I’ve been pretty skeptical of color fonts. Seems weird to force specific colors of a font? And if the main point is single-glyph usage like emoji, why not just use a very simple just-put-<svg>-in-place method? I don’t love that this might encourage a new era of typically-problematic icon font usage. Still—It’s cool that any given glyph can use a whole bunch of colors, that’s new territory for fonts, and the idea that it enables alternate emoji systems is interesting. Here’s hoping people do it with performance, accessibility, and fallbacks in mind.


Low hanging fruit is low

Top Ten Most Common Web Accessibility Issues:

  1. Image alt text errors
  2. Not providing a visual indication of the current focus
  3. Failure to use proper labels
  4. Non-descriptive text for hyperlinks
  5. Link areas are too small
  6. Tables markup
  7. Improper use of heading elements
  8. Color contrast
  9. Embedding non-accessible documents
  10. Same descriptive text for different resources

Like Sudoku only you get paid for it

Writing Logic in CSS:

More traditional, general-purpose languages (like JavaScript) give us tools like Conditions (if/then), Loops (forwhile), Logical Gates (===&&, etc.) and Variables. Those structures are named differently in CSS, their syntax is wildly different to better accommodate the specific use case of styling a document, and some of those simply weren’t available in CSS up until a few years ago.

CSS is all logic. Every single selector. It applies if it matches (or :not()) But the logic just keeps going from there. Even if it matches, does it win? If it wins, do all the declarations take effect or are there other things at play, like !important?

Maybe that’s why I love CSS so much, all the logic! I love logic puzzles!

Oh hey, there are even more obviously logical structures coming to CSS, if we can get them named right.


An excellent way to explain to some unfamiliar with the business of creating websites…

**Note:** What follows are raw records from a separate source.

//! Global (Needleman–Wunsch) alignment over `char` sequences.
//!
//! The left sequence indexes the rows of the scoring matrix and the right
//! sequence the columns. A gap on the left means a right character has no
//! counterpart on the left, and vice versa.

/// Scores used to fill the alignment matrix.
#[derive(Debug, Clone, Copy)]
pub struct Scoring {
    pub similarity: fn(char, char) -> i32,
    /// Added once for every gapped position.
    pub gap: i32,
}

pub const DEFAULT_GAP_SCORE: i32 = -1;

impl Scoring {
    /// +1 for a case-insensitive match, −2 otherwise, −1 per gap.
    pub const fn completion() -> Self {
        Self {
            similarity: case_insensitive_similarity,
            gap: DEFAULT_GAP_SCORE,
        }
    }
}

impl Default for Scoring {
    fn default() -> Self {
        Self::completion()
    }
}

pub fn case_insensitive_similarity(a: char, b: char) -> i32 {
    if a == b || a.to_lowercase().eq(b.to_lowercase()) {
        1
    } else {
        -2
    }
}

#[derive(Debug, Clone, Copy, PartialEq, Eq)]
enum Step {
    Diagonal,
    /// Gap on the left, consumes one right character.
    LeftGap,
    /// Gap on the right, consumes one left character.
    RightGap,
}

/// Result of aligning two sequences. Both aligned sequences have the same
/// length; `None` marks a gap.
#[derive(Debug, Clone, PartialEq, Eq)]
pub struct Alignment {
    pub score: i32,
    pub left: Vec<Option<char>>,
    pub right: Vec<Option<char>>,
}

impl Alignment {
    /// Number of trailing columns in which the left sequence has a gap.
    pub fn trailing_left_gaps(&self) -> usize {
        self.left.iter().rev().take_while(|c| c.is_none()).count()
    }

    /// Renders both aligned sequences, using `gap` for gapped positions.
    pub fn render(&self, gap: char) -> (String, String) {
        let render =
            |seq: &[Option<char>]| -> String { seq.iter().map(|c| c.unwrap_or(gap)).collect() };
        (render(&self.left), render(&self.right))
    }
}

/// Globally aligns `left` against `right`.
///
/// Traceback ties resolve in the order left gap, diagonal, right gap, so an
/// ambiguous tail prefers leaving right characters unmatched at the end.
pub fn align(left: &[char], right: &[char], scoring: &Scoring) -> Alignment {
    let rows = left.len() + 1;
    let cols = right.len() + 1;
    let at = |i: usize, j: usize| i * cols + j;

    let mut scores = vec![0i32; rows * cols];
    let mut steps = vec![Step::Diagonal; rows * cols];

    for i in 1..rows {
        scores[at(i, 0)] = scores[at(i - 1, 0)] + scoring.gap;
        steps[at(i, 0)] = Step::RightGap;
    }
    for j in 1..cols {
        scores[at(0, j)] = scores[at(0, j - 1)] + scoring.gap;
        steps[at(0, j)] = Step::LeftGap;
    }

    for i in 1..rows {
        for j in 1..cols {
            let candidates = [
                (scores[at(i, j - 1)] + scoring.gap, Step::LeftGap),
                (
                    scores[at(i - 1, j - 1)] + (scoring.similarity)(left[i - 1], right[j - 1]),
                    Step::Diagonal,
                ),
                (scores[at(i - 1, j)] + scoring.gap, Step::RightGap),
            ];

            let (mut best, mut step) = candidates[0];
            for &(score, candidate_step) in &candidates[1..] {
                if score > best {
                    best = score;
                    step = candidate_step;
                }
            }

            scores[at(i, j)] = best;
            steps[at(i, j)] = step;
        }
    }

    let mut aligned_left = Vec::with_capacity(rows + cols);
    let mut aligned_right = Vec::with_capacity(rows + cols);
    let (mut i, mut j) = (left.len(), right.len());

    while i > 0 || j > 0 {
        match steps[at(i, j)] {
            Step::Diagonal => {
                aligned_left.push(Some(left[i - 1]));
                aligned_right.push(Some(right[j - 1]));
                i -= 1;
                j -= 1;
            }
            Step::LeftGap => {
                aligned_left.push(None);
                aligned_right.push(Some(right[j - 1]));
                j -= 1;
            }
            Step::RightGap => {
                aligned_left.push(Some(left[i - 1]));
                aligned_right.push(None);
                i -= 1;
            }
        }
    }

    aligned_left.reverse();
    aligned_right.reverse();

    Alignment {
        score: scores[at(rows - 1, cols - 1)],
        left: aligned_left,
        right: aligned_right,
    }
}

How much does a website cost?

  1. $50 Websites – “DIY”
  2. $5,000 Websites – “Mom & Pop”
  3. $50,000 Websites – “Brochureware”
  4. $500,000 Websites – “Revenue Generator”
  5. $5,000,000 Websites – “Mission Critical”

Not exactly losing marketshare

WordPress: Where It’s Headed in 2022:

Here are three major areas the WordPress Performance Team is focused on:

• Performance (there is a team in place)
• Creation of a Theme to End All Themes (e.g. Full Site Editing)
• Headless WordPress (it’s already a thing)

I feel like WordPress really has a knack for seeing things that might cause them future grief and tackling them head on early enough that the grief never materializes.


CSS-Tricks

That’s right, there is new content starting to roll right on CSS-Tricks. Didn’t take the new editorial team long to get situated and pushing out great new stuff!

  • Optimizing SVG Patterns to Their Smallest Size — Bence Szabó looks at how <pattern> works in SVG and how you can be extra efficient with it. Make sure to check out the Collection of demos, all of which are extraordinarily small in file size, where a raster alternative would likely be many, many orders of magnitude larger in size.
  • Write HTML, the HTML Way (Not the XHTML Way) — Jens Oliver Meiert shows us that it’s very likely we have some HTML-writing habits that are left over from they bygone era of XHTML, and if we switch, it’s worth some micro-optimization bonus points.
  • 6 Useful Bookmarklets to Boost Web Development — Daniel Schwarz shares some ideas for one-click in-browser scripts that do useful things. Don’t write it off as clickbait, these are hand-authored by Daniel and might trigger some similar ideas for writing some yourself.

Don’t forget to re opt-in to this newsletter if you want to keep getting it, and keep in mind that DigitalOcean is offering $100 in credit, which should be awfully useful for the next server you need to spin up.

Lemme just leave you with this fun one. Hakim built this funny little slider (literally a <input type="range">) where you cannot slide to the end of it, it just keeps growing! I commented on it and he replied he thinks this one is even sillier (goes both ways) and I think he’s right.